Saved data entries:
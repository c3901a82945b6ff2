//! Accuracy and pace statistics for a finished session.

use std::collections::BTreeMap;

use serde::{Deserialize, Serialize};

use crate::session::SessionSummary;

/// Statistics for one unit group within a session.
#[derive(Debug, Clone, PartialEq, Serialize, Deserialize)]
pub struct GroupStats {
    pub group: String,
    pub answered: usize,
    pub correct: usize,
    /// Fraction answered correctly (0.0–1.0).
    pub accuracy: f64,
}

/// Aggregate statistics across a whole session.
#[derive(Debug, Clone, PartialEq, Serialize, Deserialize)]
pub struct SessionStats {
    pub answered: usize,
    pub correct: usize,
    pub incorrect: usize,
    /// Fraction answered correctly (0.0 when nothing was answered).
    pub accuracy: f64,
    /// Answers per minute of play time.
    pub answers_per_minute: f64,
    /// Per-group breakdown ordered by group name.
    pub per_group: Vec<GroupStats>,
}

fn accuracy(correct: usize, answered: usize) -> f64 {
    if answered == 0 {
        0.0
    } else {
        correct as f64 / answered as f64
    }
}

/// Compute statistics from a session summary.
pub fn compute_session_stats(summary: &SessionSummary) -> SessionStats {
    let answered = summary.solved.len();
    let correct = summary.correct_count();

    let mut grouped: BTreeMap<&str, (usize, usize)> = BTreeMap::new();
    for p in &summary.solved {
        let entry = grouped.entry(p.group.as_str()).or_default();
        entry.0 += 1;
        if p.is_correct {
            entry.1 += 1;
        }
    }

    let per_group = grouped
        .into_iter()
        .map(|(group, (answered, correct))| GroupStats {
            group: group.to_string(),
            answered,
            correct,
            accuracy: accuracy(correct, answered),
        })
        .collect();

    let answers_per_minute = if summary.elapsed_secs == 0 {
        0.0
    } else {
        answered as f64 * 60.0 / f64::from(summary.elapsed_secs)
    };

    SessionStats {
        answered,
        correct,
        incorrect: answered - correct,
        accuracy: accuracy(correct, answered),
        answers_per_minute,
        per_group,
    }
}
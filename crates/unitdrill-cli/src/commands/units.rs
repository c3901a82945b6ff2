//! The `unitdrill units` command.

use std::path::PathBuf;

use anyhow::Result;
use comfy_table::{Cell, Table};

use unitdrill_core::generator::format_number;

use super::load_catalog_or_builtin;

pub fn execute(catalog_path: Option<PathBuf>) -> Result<()> {
    let catalog = load_catalog_or_builtin(catalog_path.as_deref())?;

    for group in catalog.groups() {
        let base = group
            .base_unit()
            .map(|u| u.name.as_str())
            .unwrap_or("?");

        let mut table = Table::new();
        table.set_header(vec!["Unit".to_string(), format!("In {base}")]);
        for unit in &group.units {
            let marker = if unit.is_base() { " (base)" } else { "" };
            table.add_row(vec![
                Cell::new(format!("{}{marker}", unit.name)),
                Cell::new(format_number(unit.to_base)),
            ]);
        }

        println!("{}\n{table}\n", group.name);
    }

    Ok(())
}
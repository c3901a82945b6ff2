//! unitdrill-reporters: Configuration and score reporting.
//!
//! Loads `unitdrill.toml` and implements the `ScoreReporter` trait for an
//! HTTP webhook, plus a recording mock for tests.

pub mod config;
pub mod error;
pub mod mock;
pub mod webhook;

pub use config::{create_reporter, load_config_from, DrillConfig, ReporterConfig};
pub use error::ReporterError;
pub use webhook::WebhookReporter;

**ACTIVITY**
Note every line of the records that holds the word "Fraction", and copy it.

**OUTPUT OF THE TASK**
    /// Fraction answered correctly (0.0–1.0).
    /// Fraction answered correctly (0.0 when nothing was answered).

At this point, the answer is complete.